5. Create a healthier world. Start tracking some environmental factors that relate directly to your health, and take constructive action where you can. Advocate for cleaner energy, greener design, preservation of your local watershed. You have a voice – and a right to be healthy. Stand up and speak for what you desire.


Functional Medicine 101

A Q&A With Dan Lukaczer, ND

Functional medicine is changing the way we think about our health. So to help you get a better grasp on what it is and how it’s affecting our current healthcare system, we talked with Dan Lukaczer, ND, the assistant director of medical education for the Institute of Functional Medicine in Gig Harbor, Wash.

Experience Life (EL) | What is functional medicine and how is different from conventional medicine?

Dan Lukaczer | I describe functional medicine as an integrative, science-based medicine that treats illness and promotes wellness by focusing assessment on the biochemically unique aspects of each patient, and them employing individually tailored interventions to restore physiological, psychological and structural balance. In essence, functional medicine looks at the underlying imbalances, and then tries to find what can be done to rebalance the individual’s system.

What we’ve done in conventional medicine all too often is look at symptoms and suppress them. As physicians, clinicians and consumers, we need to step back and look at the underlying issues and what we can do to resolve them. Functional medicine is really a way of thinking about medicine that is more integrative and more encompassing.

EL | Why is now the time for functional medicine?

Lukaczer | There are three things that are moving us toward functional medicine. First, there’s an economic crisis in healthcare — the way our system is run is bankrupting us. Though we are not all feeling the effects intensely right now, we will feel them in the next 20 to 30 years. Functional medicine will help us make the move from treating disease by suppressing the symptoms — with all those inherent costs — to being proactive on the front end so that we can prevent it in the first place, which will help change the economic situation.

Second, there’s a demographic change in society today. Baby boomers are getting older, and they want to spend their retirement years in a healthy, vital way. They’re looking for different answers to medical questions — they’re not going to take the same answers their parents took. They want better answers.
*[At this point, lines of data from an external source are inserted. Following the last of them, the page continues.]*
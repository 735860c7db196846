//! Type system utilities and aliases.
//!
//! - [`aliases`]: Type aliases for shared mutable state.

pub mod aliases;

pub use aliases::*;
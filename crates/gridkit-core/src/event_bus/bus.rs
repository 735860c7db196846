//! Event bus implementation.
//!
//! Synchronous handlers run on the publishing task, async consumers read from
//! a tokio broadcast channel, and an optional bounded log keeps the most
//! recent events. Instances are injected into the controller rather than
//! reached through a global.

use parking_lot::{Mutex, RwLock};
use std::collections::VecDeque;
use std::sync::atomic::{AtomicU64, Ordering};
use tokio::sync::broadcast;

use super::events::{AppEvent, EventCategory};

/// Handle returned by [`EventBus::subscribe`]
#[derive(Debug, Clone, Copy, PartialEq, Eq, Hash, PartialOrd, Ord)]
pub struct SubscriptionId(u64);

impl std::fmt::Display for SubscriptionId {
    fn fmt(&self, f: &mut std::fmt::Formatter<'_>) -> std::fmt::Result {
        write!(f, "Sub({})", self.0)
    }
}

/// Which events a handler receives
#[derive(Debug, Clone, Default)]
pub enum EventFilter {
    #[default]
    All,
    /// Events of any of these categories
    Categories(Vec<EventCategory>),
}

impl EventFilter {
    pub fn matches(&self, event: &AppEvent) -> bool {
        match self {
            EventFilter::All => true,
            EventFilter::Categories(categories) => categories.contains(&event.category()),
        }
    }
}

type EventHandler = Box<dyn Fn(&AppEvent) + Send + Sync>;

struct Subscription {
    id: SubscriptionId,
    filter: EventFilter,
    handler: EventHandler,
}

/// Configuration for the event bus
#[derive(Debug, Clone)]
pub struct EventBusConfig {
    /// Capacity of the broadcast channel behind [`EventBus::receiver`]
    pub channel_capacity: usize,
    /// Keep a log of recent events
    pub enable_history: bool,
    /// Oldest events are dropped beyond this many
    pub max_history_size: usize,
}

impl Default for EventBusConfig {
    fn default() -> Self {
        Self {
            channel_capacity: 256,
            enable_history: false,
            max_history_size: 500,
        }
    }
}

#[derive(Debug, Clone, thiserror::Error)]
pub enum EventBusError {
    /// Neither a handler nor a receiver is listening
    #[error("No active subscribers")]
    NoSubscribers,
}

/// Event bus for layout events and notifications
pub struct EventBus {
    sender: broadcast::Sender<AppEvent>,
    subscriptions: RwLock<Vec<Subscription>>,
    next_id: AtomicU64,
    history: Mutex<VecDeque<AppEvent>>,
    config: EventBusConfig,
}

impl EventBus {
    pub fn new() -> Self {
        Self::with_config(EventBusConfig::default())
    }

    pub fn with_config(config: EventBusConfig) -> Self {
        let (sender, _) = broadcast::channel(config.channel_capacity.max(1));
        Self {
            sender,
            subscriptions: RwLock::new(Vec::new()),
            next_id: AtomicU64::new(1),
            history: Mutex::new(VecDeque::new()),
            config,
        }
    }

    /// Deliver an event to matching handlers and all receivers.
    ///
    /// Returns the number of async receivers reached, or an error if nobody
    /// at all is listening. The event is logged either way.
    pub fn publish(&self, event: AppEvent) -> Result<usize, EventBusError> {
        tracing::trace!("Publishing {}", event.description());

        if self.config.enable_history {
            let mut history = self.history.lock();
            history.push_back(event.clone());
            while history.len() > self.config.max_history_size {
                history.pop_front();
            }
        }

        let subscriptions = self.subscriptions.read();
        for subscription in subscriptions.iter().filter(|s| s.filter.matches(&event)) {
            (subscription.handler)(&event);
        }

        match self.sender.send(event) {
            Ok(count) => Ok(count),
            Err(_) if !subscriptions.is_empty() => Ok(0),
            Err(_) => Err(EventBusError::NoSubscribers),
        }
    }

    /// Publish, treating an empty audience as normal
    pub fn emit(&self, event: AppEvent) {
        if let Err(err) = self.publish(event) {
            tracing::trace!("Event not delivered: {}", err);
        }
    }

    /// Register a synchronous handler; it runs on the publishing task
    pub fn subscribe<F>(&self, filter: EventFilter, handler: F) -> SubscriptionId
    where
        F: Fn(&AppEvent) + Send + Sync + 'static,
    {
        let id = SubscriptionId(self.next_id.fetch_add(1, Ordering::Relaxed));
        self.subscriptions.write().push(Subscription {
            id,
            filter,
            handler: Box::new(handler),
        });
        tracing::debug!("Subscription {} added", id);
        id
    }

    /// Receiver for async consumers
    pub fn receiver(&self) -> broadcast::Receiver<AppEvent> {
        self.sender.subscribe()
    }

    /// Returns true if the subscription existed
    pub fn unsubscribe(&self, id: SubscriptionId) -> bool {
        let mut subscriptions = self.subscriptions.write();
        let before = subscriptions.len();
        subscriptions.retain(|s| s.id != id);
        subscriptions.len() != before
    }

    pub fn subscriber_count(&self) -> usize {
        self.subscriptions.read().len()
    }

    /// Logged events, oldest first; empty unless history is enabled
    pub fn history(&self) -> Vec<AppEvent> {
        self.history.lock().iter().cloned().collect()
    }

    pub fn clear_history(&self) {
        self.history.lock().clear();
    }

    pub fn config(&self) -> &EventBusConfig {
        &self.config
    }
}

impl Default for EventBus {
    fn default() -> Self {
        Self::new()
    }
}

impl std::fmt::Debug for EventBus {
    fn fmt(&self, f: &mut std::fmt::Formatter<'_>) -> std::fmt::Result {
        f.debug_struct("EventBus")
            .field("subscribers", &self.subscriber_count())
            .field("config", &self.config)
            .finish()
    }
}
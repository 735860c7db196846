//! Placement engine.
//!
//! Pure functions from a [`LayoutDocument`] to a new one:
//! - [`drop_widget`]: insert a widget on every breakpoint and push colliding
//!   items down; [`drop_registered`] resolves the widget type first
//! - [`move_item`]: one-cell keyboard nudge on a single breakpoint
//! - [`apply_geometry`]: adopt positions reported by the grid after a drag
//!   or resize
//! - [`set_widget_attribute`] / [`remove_widget`]: per-id updates on every
//!   breakpoint
//!
//! # Collision resolution
//!
//! Drop uses a single deterministic pass. Each pre-existing item whose span
//! reaches past the new item's left edge and is not entirely above the new
//! item's top is moved down by its own height. Pushed items are not checked
//! again against each other, so a push can leave a secondary overlap in
//! place. This is a known limitation of the heuristic and is kept as is;
//! keyboard moves perform no collision pass at all.

use crate::breakpoint::Breakpoint;
use crate::document::LayoutDocument;
use crate::item::{widget_identifier, LayoutItem, WidgetAttribute};
use crate::registry::{WidgetDefinition, WidgetRegistry};
use crate::wire::WireItem;
use gridkit_core::LayoutError;

/// Title given to freshly dropped widgets
pub const NEW_WIDGET_TITLE: &str = "New title";

/// A widget dropped on a grid cell of the active breakpoint
#[derive(Debug, Clone, PartialEq, Eq)]
pub struct DropRequest {
    pub widget_type: String,
    pub x: u32,
    pub y: u32,
    /// Dropped width; defaults to the registry width
    pub w: Option<u32>,
    /// Dropped height; defaults to the registry height
    pub h: Option<u32>,
}

impl DropRequest {
    pub fn at(widget_type: impl Into<String>, x: u32, y: u32) -> Self {
        Self {
            widget_type: widget_type.into(),
            x,
            y,
            w: None,
            h: None,
        }
    }
}

/// Result of a successful drop
#[derive(Debug, Clone, PartialEq)]
pub struct DropOutcome {
    pub document: LayoutDocument,
    /// Id shared by the new item on every breakpoint
    pub id: String,
}

/// Keyboard nudge direction
#[derive(Debug, Clone, Copy, PartialEq, Eq)]
pub enum Direction {
    Up,
    Down,
    Left,
    Right,
}

impl Direction {
    /// Map a DOM-style key code (`ArrowUp`, ...) to a direction
    pub fn from_key_code(code: &str) -> Option<Self> {
        match code {
            "ArrowUp" => Some(Direction::Up),
            "ArrowDown" => Some(Direction::Down),
            "ArrowLeft" => Some(Direction::Left),
            "ArrowRight" => Some(Direction::Right),
            _ => None,
        }
    }
}

/// Insert a widget on every breakpoint.
///
/// The active breakpoint receives the dropped geometry; the others get the
/// registry size with width and column clamped to their column count.
pub fn drop_widget(
    doc: &LayoutDocument,
    active: Breakpoint,
    request: &DropRequest,
    definition: &WidgetDefinition,
) -> DropOutcome {
    drop_widget_with(doc, active, request, definition, widget_identifier)
}

/// [`drop_widget`] for a type resolved through the registry
pub fn drop_registered(
    doc: &LayoutDocument,
    active: Breakpoint,
    request: &DropRequest,
    registry: &dyn WidgetRegistry,
) -> Result<DropOutcome, LayoutError> {
    let definition =
        registry
            .lookup(&request.widget_type)
            .ok_or_else(|| LayoutError::UnknownWidgetType {
                widget_type: request.widget_type.clone(),
            })?;
    Ok(drop_widget(doc, active, request, definition))
}

/// [`drop_widget`] with a caller-supplied id generator.
///
/// The generator is called until it yields an id that no breakpoint of the
/// document already holds.
pub fn drop_widget_with<G>(
    doc: &LayoutDocument,
    active: Breakpoint,
    request: &DropRequest,
    definition: &WidgetDefinition,
    generate_id: G,
) -> DropOutcome
where
    G: FnMut(&str) -> String,
{
    let id = unique_widget_id(doc, &request.widget_type, generate_id);
    let defaults = definition.defaults;

    let document = doc.map_breakpoints(|bp, items| {
        let columns = bp.columns();
        let (w, h) = if bp == active {
            (
                request.w.unwrap_or(defaults.w),
                request.h.unwrap_or(defaults.h),
            )
        } else {
            (defaults.w, defaults.h)
        };
        let w = w.clamp(1, columns);
        let placed = LayoutItem {
            id: id.clone(),
            widget_type: request.widget_type.clone(),
            x: request.x.min(columns - w),
            y: request.y,
            w,
            h: h.max(1),
            min_w: defaults.min_w,
            max_w: defaults.max_w,
            min_h: defaults.min_h,
            max_h: defaults.max_h,
            locked: false,
            title: NEW_WIDGET_TITLE.to_string(),
            config: Some(definition.config.clone()),
        };
        push_down_colliding(items, placed)
    });

    tracing::debug!("Dropped {} on {}", id, active);
    DropOutcome { document, id }
}

/// Draw ids until one is free across all breakpoints
pub fn unique_widget_id<G>(doc: &LayoutDocument, widget_type: &str, mut generate_id: G) -> String
where
    G: FnMut(&str) -> String,
{
    loop {
        let id = generate_id(widget_type);
        if !doc.contains_id(&id) {
            return id;
        }
        tracing::warn!("Generated widget id {} already in use, retrying", id);
    }
}

/// Single-pass vertical push; the new item goes first in the result.
fn push_down_colliding(existing: &[LayoutItem], placed: LayoutItem) -> Vec<LayoutItem> {
    let mut result = Vec::with_capacity(existing.len() + 1);
    let (left, top) = (placed.x, placed.y);
    result.push(placed);
    for item in existing {
        if item.right() > left && item.bottom() > top {
            result.push(LayoutItem {
                y: item.y + item.h,
                ..item.clone()
            });
        } else {
            result.push(item.clone());
        }
    }
    result
}

/// Move one item by a single cell on one breakpoint.
///
/// Up and left stop at zero. Down is unbounded; right stops where the item
/// would leave the breakpoint's columns. Returns `None` if the item is not on
/// that breakpoint.
pub fn move_item(
    doc: &LayoutDocument,
    breakpoint: Breakpoint,
    id: &str,
    direction: Direction,
) -> Option<LayoutDocument> {
    let current = doc.find(breakpoint, id)?;
    let mut moved = current.clone();
    match direction {
        Direction::Up => moved.y = moved.y.saturating_sub(1),
        Direction::Down => moved.y += 1,
        Direction::Left => moved.x = moved.x.saturating_sub(1),
        Direction::Right => {
            moved.x = (moved.x + 1).min(breakpoint.columns().saturating_sub(moved.w))
        }
    }

    let items = doc
        .items(breakpoint)
        .iter()
        .map(|item| {
            if item.id == id {
                moved.clone()
            } else {
                item.clone()
            }
        })
        .collect();
    Some(doc.with_items(breakpoint, items))
}

/// Adopt the item list reported by the grid for one breakpoint.
///
/// Known ids keep their widget-owned fields and take the reported geometry;
/// unknown ids are built from the wire form. Widths and columns are clamped
/// to the breakpoint.
pub fn apply_geometry(
    doc: &LayoutDocument,
    breakpoint: Breakpoint,
    reported: &[WireItem],
) -> LayoutDocument {
    let columns = breakpoint.columns();
    let items = reported
        .iter()
        .map(|wire| {
            let mut item = match doc.find(breakpoint, &wire.i) {
                Some(existing) => existing.with_geometry(wire),
                None => LayoutItem::from_wire(wire.clone()),
            };
            item.w = item.w.clamp(1, columns);
            item.h = item.h.max(1);
            item.x = item.x.min(columns - item.w);
            item
        })
        .collect();
    doc.with_items(breakpoint, items)
}

/// Replace a field on the item with this id, on every breakpoint
pub fn set_widget_attribute(
    doc: &LayoutDocument,
    id: &str,
    attribute: &WidgetAttribute,
) -> LayoutDocument {
    doc.map_breakpoints(|_, items| {
        items
            .iter()
            .map(|item| {
                if item.id == id {
                    attribute.apply(item)
                } else {
                    item.clone()
                }
            })
            .collect()
    })
}

/// Remove the item with this id from every breakpoint
pub fn remove_widget(doc: &LayoutDocument, id: &str) -> LayoutDocument {
    doc.map_breakpoints(|_, items| items.iter().filter(|item| item.id != id).cloned().collect())
}

#[cfg(test)]
mod tests {
    use super::*;
    use crate::registry::WidgetDefaults;
    use serde_json::json;

    fn definition(w: u32, h: u32) -> WidgetDefinition {
        WidgetDefinition {
            defaults: WidgetDefaults::new(w, h),
            config: json!({"icon": "x"}),
        }
    }

    fn item(id: &str, x: u32, y: u32, w: u32, h: u32) -> LayoutItem {
        LayoutItem::from_wire(WireItem::new(id, x, y, w, h))
    }

    fn doc_with(bp: Breakpoint, items: Vec<LayoutItem>) -> LayoutDocument {
        LayoutDocument::new().with_items(bp, items)
    }

    #[test]
    fn test_push_down_puts_new_item_first() {
        let existing = vec![item("a#1", 0, 0, 2, 2)];
        let out = push_down_colliding(&existing, item("b#1", 1, 0, 2, 2));
        assert_eq!(out[0].id, "b#1");
        assert_eq!(out[1].y, 2);
    }

    #[test]
    fn test_push_uses_pushed_items_own_height() {
        let existing = vec![item("a#1", 0, 1, 1, 5)];
        let out = push_down_colliding(&existing, item("b#1", 0, 0, 1, 1));
        assert_eq!(out[1].y, 6);
    }

    #[test]
    fn test_item_left_of_drop_is_not_pushed() {
        let existing = vec![item("a#1", 0, 0, 1, 2)];
        let out = push_down_colliding(&existing, item("b#1", 2, 0, 1, 2));
        assert_eq!(out[1].y, 0);
    }

    #[test]
    fn test_drop_synthesizes_clamped_variants() {
        let doc = LayoutDocument::new();
        let request = DropRequest::at("chart", 3, 1);
        let outcome = drop_widget(&doc, Breakpoint::Xl, &request, &definition(3, 2));

        let xl = outcome.document.find(Breakpoint::Xl, &outcome.id).unwrap();
        assert_eq!((xl.x, xl.w), (1, 3));
        let md = outcome.document.find(Breakpoint::Md, &outcome.id).unwrap();
        assert_eq!((md.x, md.w, md.h), (0, 2, 2));
        let sm = outcome.document.find(Breakpoint::Sm, &outcome.id).unwrap();
        assert_eq!((sm.x, sm.w), (0, 1));
        assert_eq!(sm.title, NEW_WIDGET_TITLE);
        assert_eq!(sm.config, Some(json!({"icon": "x"})));
        assert!(outcome.document.validate().is_ok());
    }

    #[test]
    fn test_drop_uses_exact_geometry_on_active_breakpoint() {
        let doc = LayoutDocument::new();
        let request = DropRequest {
            widget_type: "chart".to_string(),
            x: 1,
            y: 4,
            w: Some(2),
            h: Some(5),
        };
        let outcome = drop_widget(&doc, Breakpoint::Lg, &request, &definition(1, 1));
        let lg = outcome.document.find(Breakpoint::Lg, &outcome.id).unwrap();
        assert_eq!((lg.x, lg.y, lg.w, lg.h), (1, 4, 2, 5));
        let xl = outcome.document.find(Breakpoint::Xl, &outcome.id).unwrap();
        assert_eq!((xl.x, xl.y, xl.w, xl.h), (1, 4, 1, 1));
    }

    #[test]
    fn test_move_clamps_and_leaves_other_breakpoints() {
        let doc = doc_with(Breakpoint::Lg, vec![item("a#1", 0, 0, 1, 1)])
            .with_items(Breakpoint::Md, vec![item("a#1", 0, 0, 1, 1)]);

        let up = move_item(&doc, Breakpoint::Lg, "a#1", Direction::Up).unwrap();
        assert_eq!(up, doc);
        let left = move_item(&doc, Breakpoint::Lg, "a#1", Direction::Left).unwrap();
        assert_eq!(left, doc);

        let down = move_item(&doc, Breakpoint::Lg, "a#1", Direction::Down).unwrap();
        assert_eq!(down.find(Breakpoint::Lg, "a#1").unwrap().y, 1);
        assert_eq!(down.find(Breakpoint::Md, "a#1").unwrap().y, 0);

        assert!(move_item(&doc, Breakpoint::Xl, "a#1", Direction::Down).is_none());
    }

    #[test]
    fn test_move_right_stops_at_column_bound() {
        let doc = doc_with(Breakpoint::Md, vec![item("a#1", 0, 0, 1, 1)]);
        let once = move_item(&doc, Breakpoint::Md, "a#1", Direction::Right).unwrap();
        assert_eq!(once.find(Breakpoint::Md, "a#1").unwrap().x, 1);
        let twice = move_item(&once, Breakpoint::Md, "a#1", Direction::Right).unwrap();
        assert_eq!(twice.find(Breakpoint::Md, "a#1").unwrap().x, 1);
    }

    #[test]
    fn test_direction_from_key_code() {
        assert_eq!(Direction::from_key_code("ArrowUp"), Some(Direction::Up));
        assert_eq!(Direction::from_key_code("ArrowRight"), Some(Direction::Right));
        assert_eq!(Direction::from_key_code("Enter"), None);
    }

    #[test]
    fn test_apply_geometry_keeps_widget_fields() {
        let mut a = item("a#1", 0, 0, 1, 1);
        a.title = "Kept".to_string();
        a.config = Some(json!({"k": 1}));
        let doc = doc_with(Breakpoint::Lg, vec![a]);

        let reported = vec![
            WireItem::new("a#1", 2, 3, 1, 2),
            WireItem::new("b#9", 2, 0, 5, 1),
        ];
        let next = apply_geometry(&doc, Breakpoint::Lg, &reported);
        let a = next.find(Breakpoint::Lg, "a#1").unwrap();
        assert_eq!((a.x, a.y, a.h), (2, 3, 2));
        assert_eq!(a.title, "Kept");
        assert_eq!(a.config, Some(json!({"k": 1})));

        let b = next.find(Breakpoint::Lg, "b#9").unwrap();
        assert_eq!((b.x, b.w), (0, 3));
        assert_eq!(b.widget_type, "b");
    }

    #[test]
    fn test_attribute_and_removal_touch_every_breakpoint() {
        let doc = doc_with(Breakpoint::Xl, vec![item("a#1", 0, 0, 1, 1), item("b#1", 1, 0, 1, 1)])
            .with_items(Breakpoint::Sm, vec![item("a#1", 0, 0, 1, 1)]);

        let titled = set_widget_attribute(&doc, "a#1", &WidgetAttribute::Title("T".into()));
        assert_eq!(titled.find(Breakpoint::Xl, "a#1").unwrap().title, "T");
        assert_eq!(titled.find(Breakpoint::Sm, "a#1").unwrap().title, "T");
        assert_eq!(titled.find(Breakpoint::Xl, "b#1").unwrap().title, "");

        let removed = remove_widget(&titled, "a#1");
        assert!(!removed.contains_id("a#1"));
        assert!(removed.contains_id("b#1"));
    }
}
Third, there was not significant research on the efficacy of various complimentary and alternative therapies that are used in functional medicine — nutraceuticals, botanicals, acupuncture, mind-body-spirit therapies — 20 to 30 years ago. Now there is a lot of peer-reviewed, science-supported evidence that helps us understand these modalities and their effects on chronic diseases.

So these factors are coalescing to make this an important shift for conventional medicine. We’re close to a tipping point in looking at different ways to handle the looming healthcare crisis.

EL | What do you see in the future of medicine?

Lukaczer | I see functional medicine as an expansion of conventional medicine — a more integrated model. I see it as bridge to a more comprehensive way to handle complex, chronic disease. Conventional medicine plays an important role in helping us understand illnesses and disease and, clearly, in handling acute care, but the model needs to expand. Functional medicine can help it do that.